Of course the banks handling the IPO will claim a high value, That’s their job.
Once the stock starts selling THEN we’ll see where the price goes.

It Ain’t “Show Friends” it’s Show Business


----------



## goneubering (Aug 17, 2017)

JimKE said:


> That valuation was NOT placed by Uber. It was estimated by Morgan Stanley and Goldman Sachs -- the two investment banks seeking to handle the IPO. And it's not out of line with the most recent valuation based on actual investments made, which I believe was $95 Billion.

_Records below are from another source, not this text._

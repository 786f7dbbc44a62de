use std::process::Stdio;
use std::sync::LazyLock;
use std::time::Duration;

use async_trait::async_trait;
use regex::Regex;
use serde::{Deserialize, Serialize};
use serde_json::{Map, Value, json};
use tokio::process::Command;
use tracing::debug;

use super::{Tool, ToolDescriptor};
use crate::errors::ToolFailure;

const STDERR_TAIL: usize = 1500;

/// An external program exposed as a tool. Arguments are templates: `{name}`
/// is replaced by the string value of argument `name`.
#[derive(Debug, Clone, PartialEq, Serialize, Deserialize)]
pub struct CommandSpec {
    pub name: String,
    pub program: String,
    #[serde(default)]
    pub args: Vec<String>,
    #[serde(default)]
    pub description: String,
    #[serde(default, skip_serializing_if = "Option::is_none")]
    pub timeout_secs: Option<u64>,
}

impl CommandSpec {
    /// `run_ffuf` and `run_sqlmap`.
    pub fn builtins() -> Vec<CommandSpec> {
        vec![
            CommandSpec {
                name: "run_ffuf".into(),
                program: "ffuf".into(),
                args: vec![
                    "-u".into(),
                    "{url}".into(),
                    "-w".into(),
                    "{wordlist}".into(),
                    "-ac".into(),
                    "-s".into(),
                ],
                description: "Content discovery with ffuf. Put FUZZ in the URL at the fuzzing point."
                    .into(),
                timeout_secs: Some(300),
            },
            CommandSpec {
                name: "run_sqlmap".into(),
                program: "sqlmap".into(),
                args: vec![
                    "-u".into(),
                    "{url}".into(),
                    "--batch".into(),
                    "--level=1".into(),
                    "--risk=1".into(),
                ],
                description: "Test a URL (including its parameters) for SQL injection with sqlmap."
                    .into(),
                timeout_secs: Some(600),
            },
        ]
    }
}

/// Runs a [`CommandSpec`]. The program is executed directly, never through a
/// shell, and the child is killed if the call is dropped (timeout).
pub struct CommandTool {
    spec: CommandSpec,
    descriptor: ToolDescriptor,
}

impl CommandTool {
    pub fn new(spec: CommandSpec) -> Self {
        let placeholders = placeholders(&spec.args);
        let mut properties = Map::new();
        for name in &placeholders {
            properties.insert(name.clone(), json!({"type": "string"}));
        }
        properties.insert(
            "options".into(),
            json!({"type": "string", "description": "Extra command-line arguments, whitespace separated"}),
        );
        let parameters = json!({
            "type": "object",
            "properties": properties,
            "required": placeholders,
        });

        let description = if spec.description.is_empty() {
            format!("Run the external program `{}`", spec.program)
        } else {
            spec.description.clone()
        };
        let mut descriptor = ToolDescriptor::new(spec.name.clone(), description, parameters);
        if let Some(secs) = spec.timeout_secs {
            descriptor = descriptor.with_timeout(Duration::from_secs(secs));
        }

        Self { spec, descriptor }
    }

    /// Final argv (without the program) for the given arguments.
    pub fn render_args(&self, args: &Value) -> Result<Vec<String>, ToolFailure> {
        let mut rendered = Vec::with_capacity(self.spec.args.len());
        for template in &self.spec.args {
            let mut missing = None;
            let arg = PLACEHOLDER.replace_all(template, |caps: &regex::Captures<'_>| {
                let key = &caps[1];
                match args.get(key) {
                    Some(Value::String(s)) => s.clone(),
                    Some(Value::Null) | None => {
                        if missing.is_none() {
                            missing = Some(key.to_string());
                        }
                        String::new()
                    }
                    Some(other) => other.to_string(),
                }
            });
            if let Some(key) = missing {
                return Err(ToolFailure::execution(format!(
                    "missing required argument '{}'",
                    key
                )));
            }
            rendered.push(arg.into_owned());
        }
        if let Some(options) = args.get("options").and_then(Value::as_str) {
            rendered.extend(options.split_whitespace().map(str::to_string));
        }
        Ok(rendered)
    }
}

#[async_trait]
impl Tool for CommandTool {
    fn descriptor(&self) -> &ToolDescriptor {
        &self.descriptor
    }

    async fn call(&self, args: &Value) -> Result<String, ToolFailure> {
        let argv = self.render_args(args)?;
        debug!(program = %self.spec.program, ?argv, "spawning tool process");

        let output = Command::new(&self.spec.program)
            .args(&argv)
            .stdin(Stdio::null())
            .stdout(Stdio::piped())
            .stderr(Stdio::piped())
            .kill_on_drop(true)
            .output()
            .await
            .map_err(|e| match e.kind() {
                std::io::ErrorKind::NotFound => ToolFailure::NotFound(format!(
                    "`{}` is not installed or not on PATH",
                    self.spec.program
                )),
                _ => ToolFailure::execution(format!("failed to run `{}`: {}", self.spec.program, e)),
            })?;

        let stdout = String::from_utf8_lossy(&output.stdout);
        let stderr = String::from_utf8_lossy(&output.stderr);

        if !output.status.success() {
            let code = output
                .status
                .code()
                .map(|c| c.to_string())
                .unwrap_or_else(|| "signal".to_string());
            return Err(ToolFailure::execution(format!(
                "`{}` exited with {}: {}",
                self.spec.program,
                code,
                tail(stderr.trim(), STDERR_TAIL)
            )));
        }

        let text = stdout.trim();
        if text.is_empty() {
            let err = stderr.trim();
            if err.is_empty() {
                return Ok(format!("`{}` completed with no output", self.spec.program));
            }
            return Ok(err.to_string());
        }
        Ok(text.to_string())
    }
}

static PLACEHOLDER: LazyLock<Regex> = LazyLock::new(|| {
    Regex::new(r"\{([A-Za-z_][A-Za-z0-9_]*)\}").expect("placeholder pattern is a valid static regex")
});

fn placeholders(templates: &[String]) -> Vec<String> {
    let mut names: Vec<String> = Vec::new();
    for template in templates {
        for caps in PLACEHOLDER.captures_iter(template) {
            let name = caps[1].to_string();
            if !names.contains(&name) {
                names.push(name);
            }
        }
    }
    names
}

fn tail(text: &str, max_chars: usize) -> &str {
    let count = text.chars().count();
    if count <= max_chars {
        return text;
    }
    let skip = count - max_chars;
    let start = text.char_indices().nth(skip).map(|(i, _)| i).unwrap_or(0);
    &text[start..]
}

It's an insane number. I value Uber at $10 billion but all the genius investors say it's worth a lot more.


----------



## JimKE (Oct 28, 2016)

heynow321 said:


> care to post a link? the most recent cash infusion was toyota's (soon to be gone) $500 million at $72 billion.


Here you go: https://www.axios.com/the-case-for-...443-5896a73c-55d3-45cf-a83f-260425350a40.html

All of these valuation guesstimates are suspect until Uber actually goes public and the real valuation is established by the marketplace. On the other hand, investors in privately held startups typically exact large discounts in return for their investments -- like your example of Toyota, or Softbank's investment.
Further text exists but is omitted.